EXERCISE REQUIREMENTS: Copy every line from the records below that holds the word "namespace".

GIVEN RECORDS:
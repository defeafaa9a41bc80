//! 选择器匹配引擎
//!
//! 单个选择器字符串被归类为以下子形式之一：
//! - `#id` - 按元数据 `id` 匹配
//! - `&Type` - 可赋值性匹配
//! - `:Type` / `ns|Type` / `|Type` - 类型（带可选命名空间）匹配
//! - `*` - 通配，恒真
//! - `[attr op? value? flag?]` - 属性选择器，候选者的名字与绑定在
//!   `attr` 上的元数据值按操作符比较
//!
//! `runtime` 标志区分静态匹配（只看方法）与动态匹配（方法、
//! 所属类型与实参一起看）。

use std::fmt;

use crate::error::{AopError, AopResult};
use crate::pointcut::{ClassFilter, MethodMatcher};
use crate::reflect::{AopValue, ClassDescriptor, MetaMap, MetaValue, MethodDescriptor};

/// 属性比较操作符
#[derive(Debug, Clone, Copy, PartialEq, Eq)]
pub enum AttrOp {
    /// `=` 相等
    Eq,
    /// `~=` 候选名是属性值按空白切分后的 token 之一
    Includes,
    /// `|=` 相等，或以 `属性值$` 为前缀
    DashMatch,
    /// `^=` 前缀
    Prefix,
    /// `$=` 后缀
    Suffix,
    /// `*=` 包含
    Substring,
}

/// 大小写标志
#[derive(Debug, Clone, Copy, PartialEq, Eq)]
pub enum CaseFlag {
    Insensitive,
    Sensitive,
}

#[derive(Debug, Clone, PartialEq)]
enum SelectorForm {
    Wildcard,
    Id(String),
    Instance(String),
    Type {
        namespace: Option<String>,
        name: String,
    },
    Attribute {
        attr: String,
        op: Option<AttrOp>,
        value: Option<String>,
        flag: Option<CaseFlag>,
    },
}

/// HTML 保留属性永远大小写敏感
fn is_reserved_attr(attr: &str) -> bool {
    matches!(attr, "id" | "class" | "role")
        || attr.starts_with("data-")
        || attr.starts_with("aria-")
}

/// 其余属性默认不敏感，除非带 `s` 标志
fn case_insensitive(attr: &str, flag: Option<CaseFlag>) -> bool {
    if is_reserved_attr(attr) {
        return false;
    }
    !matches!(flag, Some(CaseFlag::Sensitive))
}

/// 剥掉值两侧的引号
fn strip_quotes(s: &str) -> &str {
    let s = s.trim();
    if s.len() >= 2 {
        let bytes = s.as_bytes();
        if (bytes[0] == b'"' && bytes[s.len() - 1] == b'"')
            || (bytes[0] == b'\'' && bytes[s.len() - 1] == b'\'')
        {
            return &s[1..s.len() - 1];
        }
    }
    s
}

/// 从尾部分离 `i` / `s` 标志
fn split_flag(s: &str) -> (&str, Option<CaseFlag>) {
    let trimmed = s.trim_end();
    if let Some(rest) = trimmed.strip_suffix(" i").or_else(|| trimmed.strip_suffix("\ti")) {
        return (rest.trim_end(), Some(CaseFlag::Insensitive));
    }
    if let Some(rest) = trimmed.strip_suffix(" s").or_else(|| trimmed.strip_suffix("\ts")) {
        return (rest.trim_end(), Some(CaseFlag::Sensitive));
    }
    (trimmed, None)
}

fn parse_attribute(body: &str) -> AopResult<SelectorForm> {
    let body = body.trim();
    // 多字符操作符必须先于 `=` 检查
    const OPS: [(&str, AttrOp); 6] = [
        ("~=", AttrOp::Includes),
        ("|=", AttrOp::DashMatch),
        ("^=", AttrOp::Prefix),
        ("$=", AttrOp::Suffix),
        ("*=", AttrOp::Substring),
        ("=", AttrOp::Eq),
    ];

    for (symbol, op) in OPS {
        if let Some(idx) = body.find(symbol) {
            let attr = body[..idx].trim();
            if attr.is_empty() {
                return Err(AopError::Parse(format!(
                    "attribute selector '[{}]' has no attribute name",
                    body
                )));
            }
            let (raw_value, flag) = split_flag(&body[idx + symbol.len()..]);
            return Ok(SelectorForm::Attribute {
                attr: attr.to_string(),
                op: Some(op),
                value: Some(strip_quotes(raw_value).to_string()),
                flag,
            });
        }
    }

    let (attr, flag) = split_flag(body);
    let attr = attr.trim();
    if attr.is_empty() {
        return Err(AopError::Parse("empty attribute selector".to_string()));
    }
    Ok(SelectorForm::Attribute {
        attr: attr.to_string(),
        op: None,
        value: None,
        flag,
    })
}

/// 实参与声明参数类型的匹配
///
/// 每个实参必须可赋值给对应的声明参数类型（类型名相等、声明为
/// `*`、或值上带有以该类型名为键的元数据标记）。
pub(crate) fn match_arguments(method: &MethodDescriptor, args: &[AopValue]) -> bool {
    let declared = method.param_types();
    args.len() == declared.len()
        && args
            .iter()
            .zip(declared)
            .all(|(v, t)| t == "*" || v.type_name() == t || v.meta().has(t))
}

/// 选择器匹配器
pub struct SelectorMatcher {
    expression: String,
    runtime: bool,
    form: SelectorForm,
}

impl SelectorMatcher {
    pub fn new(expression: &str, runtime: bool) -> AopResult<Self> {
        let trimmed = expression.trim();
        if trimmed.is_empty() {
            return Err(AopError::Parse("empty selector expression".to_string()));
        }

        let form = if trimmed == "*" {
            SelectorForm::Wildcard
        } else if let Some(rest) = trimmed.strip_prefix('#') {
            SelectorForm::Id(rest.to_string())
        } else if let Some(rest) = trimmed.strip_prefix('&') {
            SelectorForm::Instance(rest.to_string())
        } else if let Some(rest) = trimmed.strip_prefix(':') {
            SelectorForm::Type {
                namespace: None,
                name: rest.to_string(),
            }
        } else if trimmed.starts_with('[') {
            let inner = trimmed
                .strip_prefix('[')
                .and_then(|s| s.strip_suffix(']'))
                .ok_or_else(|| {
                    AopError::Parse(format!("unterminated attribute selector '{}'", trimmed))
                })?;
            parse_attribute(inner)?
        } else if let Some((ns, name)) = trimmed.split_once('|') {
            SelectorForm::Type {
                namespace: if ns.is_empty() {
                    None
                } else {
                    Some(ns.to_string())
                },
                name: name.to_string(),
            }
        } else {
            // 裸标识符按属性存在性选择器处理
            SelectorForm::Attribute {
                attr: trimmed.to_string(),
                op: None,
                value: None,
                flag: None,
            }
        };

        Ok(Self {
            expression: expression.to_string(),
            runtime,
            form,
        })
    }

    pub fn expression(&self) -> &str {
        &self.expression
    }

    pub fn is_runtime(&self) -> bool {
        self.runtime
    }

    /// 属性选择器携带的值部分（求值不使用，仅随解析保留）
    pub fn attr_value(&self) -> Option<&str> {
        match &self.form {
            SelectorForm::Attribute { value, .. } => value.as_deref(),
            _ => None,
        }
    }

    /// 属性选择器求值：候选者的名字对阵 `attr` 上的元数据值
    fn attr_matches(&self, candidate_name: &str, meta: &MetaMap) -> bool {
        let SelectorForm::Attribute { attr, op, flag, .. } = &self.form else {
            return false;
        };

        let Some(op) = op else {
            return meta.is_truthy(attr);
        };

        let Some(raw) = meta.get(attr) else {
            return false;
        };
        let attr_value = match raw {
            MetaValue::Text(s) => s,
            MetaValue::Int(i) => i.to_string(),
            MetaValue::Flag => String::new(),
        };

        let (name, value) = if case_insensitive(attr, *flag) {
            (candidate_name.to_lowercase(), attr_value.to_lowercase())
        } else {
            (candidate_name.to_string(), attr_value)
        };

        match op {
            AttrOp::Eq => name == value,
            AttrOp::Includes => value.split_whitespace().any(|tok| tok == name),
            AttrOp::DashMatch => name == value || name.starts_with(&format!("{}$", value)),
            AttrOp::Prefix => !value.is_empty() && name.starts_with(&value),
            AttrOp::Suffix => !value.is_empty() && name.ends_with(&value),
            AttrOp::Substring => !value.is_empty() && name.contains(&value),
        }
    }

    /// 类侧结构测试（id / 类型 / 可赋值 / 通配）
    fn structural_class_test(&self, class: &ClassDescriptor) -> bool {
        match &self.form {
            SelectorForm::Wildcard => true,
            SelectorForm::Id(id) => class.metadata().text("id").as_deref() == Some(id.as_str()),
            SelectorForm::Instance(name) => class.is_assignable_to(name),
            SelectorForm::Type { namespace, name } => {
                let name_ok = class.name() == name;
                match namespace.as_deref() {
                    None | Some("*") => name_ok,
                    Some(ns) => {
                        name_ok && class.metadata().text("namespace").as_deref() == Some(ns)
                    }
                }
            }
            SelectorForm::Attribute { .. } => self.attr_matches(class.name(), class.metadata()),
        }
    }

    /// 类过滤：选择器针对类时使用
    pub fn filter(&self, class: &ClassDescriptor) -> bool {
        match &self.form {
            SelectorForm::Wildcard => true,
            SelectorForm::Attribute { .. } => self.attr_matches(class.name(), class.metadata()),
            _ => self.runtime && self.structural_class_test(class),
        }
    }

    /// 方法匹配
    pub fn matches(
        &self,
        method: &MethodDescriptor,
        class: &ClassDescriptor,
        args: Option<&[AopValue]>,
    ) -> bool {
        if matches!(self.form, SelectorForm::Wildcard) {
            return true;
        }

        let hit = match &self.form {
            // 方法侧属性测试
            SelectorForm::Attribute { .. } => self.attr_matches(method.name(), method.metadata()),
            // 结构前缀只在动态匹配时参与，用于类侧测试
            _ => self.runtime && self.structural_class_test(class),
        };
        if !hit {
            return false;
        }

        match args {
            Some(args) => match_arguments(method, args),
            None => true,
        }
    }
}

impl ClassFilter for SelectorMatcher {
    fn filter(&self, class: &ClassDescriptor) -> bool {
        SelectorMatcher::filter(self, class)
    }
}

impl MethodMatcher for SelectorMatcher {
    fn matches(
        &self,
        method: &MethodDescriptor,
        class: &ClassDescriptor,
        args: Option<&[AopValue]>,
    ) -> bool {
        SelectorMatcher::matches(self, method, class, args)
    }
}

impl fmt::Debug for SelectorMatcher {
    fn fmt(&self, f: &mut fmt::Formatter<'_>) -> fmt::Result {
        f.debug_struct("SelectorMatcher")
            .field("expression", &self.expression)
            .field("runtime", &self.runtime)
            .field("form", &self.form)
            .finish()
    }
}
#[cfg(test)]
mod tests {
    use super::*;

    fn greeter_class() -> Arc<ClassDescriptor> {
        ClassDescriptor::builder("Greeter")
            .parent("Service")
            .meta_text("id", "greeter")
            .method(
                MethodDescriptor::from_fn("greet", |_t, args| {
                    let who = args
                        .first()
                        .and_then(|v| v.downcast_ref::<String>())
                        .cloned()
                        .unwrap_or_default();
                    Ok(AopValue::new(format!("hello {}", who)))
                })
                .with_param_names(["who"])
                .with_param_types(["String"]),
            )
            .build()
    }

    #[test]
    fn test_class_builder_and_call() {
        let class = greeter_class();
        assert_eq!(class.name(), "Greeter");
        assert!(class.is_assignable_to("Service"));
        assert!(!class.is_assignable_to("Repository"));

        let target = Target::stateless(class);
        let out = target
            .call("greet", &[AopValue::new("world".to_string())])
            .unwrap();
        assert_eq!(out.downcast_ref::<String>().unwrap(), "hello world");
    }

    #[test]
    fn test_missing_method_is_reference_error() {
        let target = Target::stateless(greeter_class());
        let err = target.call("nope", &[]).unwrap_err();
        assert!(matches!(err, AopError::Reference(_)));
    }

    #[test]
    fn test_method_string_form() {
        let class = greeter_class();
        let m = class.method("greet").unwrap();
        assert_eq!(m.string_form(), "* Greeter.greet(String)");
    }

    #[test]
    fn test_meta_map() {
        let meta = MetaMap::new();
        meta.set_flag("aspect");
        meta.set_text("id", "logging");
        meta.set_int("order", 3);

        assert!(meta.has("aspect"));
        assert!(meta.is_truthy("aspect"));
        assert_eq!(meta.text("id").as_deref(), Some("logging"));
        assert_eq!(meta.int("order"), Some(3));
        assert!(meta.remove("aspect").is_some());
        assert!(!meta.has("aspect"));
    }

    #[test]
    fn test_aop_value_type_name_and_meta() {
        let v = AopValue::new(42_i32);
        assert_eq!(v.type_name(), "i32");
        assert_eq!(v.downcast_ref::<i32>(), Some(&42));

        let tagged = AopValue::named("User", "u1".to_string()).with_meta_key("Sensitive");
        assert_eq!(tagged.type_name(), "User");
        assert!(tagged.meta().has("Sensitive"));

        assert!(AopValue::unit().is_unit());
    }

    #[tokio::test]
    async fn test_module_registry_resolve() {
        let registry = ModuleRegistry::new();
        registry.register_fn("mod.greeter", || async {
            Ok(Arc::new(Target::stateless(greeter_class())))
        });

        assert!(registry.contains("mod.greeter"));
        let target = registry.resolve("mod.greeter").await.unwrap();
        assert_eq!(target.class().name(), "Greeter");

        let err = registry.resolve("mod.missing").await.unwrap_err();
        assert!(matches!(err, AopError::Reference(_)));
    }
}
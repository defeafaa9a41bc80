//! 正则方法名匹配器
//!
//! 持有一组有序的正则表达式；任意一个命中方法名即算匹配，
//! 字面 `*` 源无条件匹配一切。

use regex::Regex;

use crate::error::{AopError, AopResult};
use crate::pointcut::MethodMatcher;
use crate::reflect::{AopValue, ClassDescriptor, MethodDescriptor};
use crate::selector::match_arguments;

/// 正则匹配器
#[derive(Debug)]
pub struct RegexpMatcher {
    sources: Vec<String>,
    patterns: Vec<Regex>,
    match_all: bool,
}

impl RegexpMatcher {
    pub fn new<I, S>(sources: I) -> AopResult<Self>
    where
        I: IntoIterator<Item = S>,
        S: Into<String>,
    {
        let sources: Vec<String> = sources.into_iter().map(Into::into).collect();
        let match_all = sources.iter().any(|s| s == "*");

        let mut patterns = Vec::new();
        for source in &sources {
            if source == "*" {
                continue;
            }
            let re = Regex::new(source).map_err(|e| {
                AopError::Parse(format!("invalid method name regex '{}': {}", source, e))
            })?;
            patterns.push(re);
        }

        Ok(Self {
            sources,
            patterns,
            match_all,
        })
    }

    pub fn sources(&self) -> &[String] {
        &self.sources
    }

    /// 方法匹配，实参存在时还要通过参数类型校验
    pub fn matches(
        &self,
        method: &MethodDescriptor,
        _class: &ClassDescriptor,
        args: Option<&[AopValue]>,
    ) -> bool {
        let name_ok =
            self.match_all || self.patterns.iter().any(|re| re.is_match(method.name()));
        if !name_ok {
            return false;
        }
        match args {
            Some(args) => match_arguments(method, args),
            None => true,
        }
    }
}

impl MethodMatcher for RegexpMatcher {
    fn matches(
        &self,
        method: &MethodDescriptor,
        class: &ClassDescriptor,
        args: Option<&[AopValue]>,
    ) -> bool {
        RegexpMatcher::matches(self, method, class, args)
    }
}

RESULT OF THE TASK:
        namespace: Option<String>,
                namespace: None,
                namespace: if ns.is_empty() {
            SelectorForm::Type { namespace, name } => {
                match namespace.as_deref() {
                        name_ok && class.metadata().text("namespace").as_deref() == Some(ns)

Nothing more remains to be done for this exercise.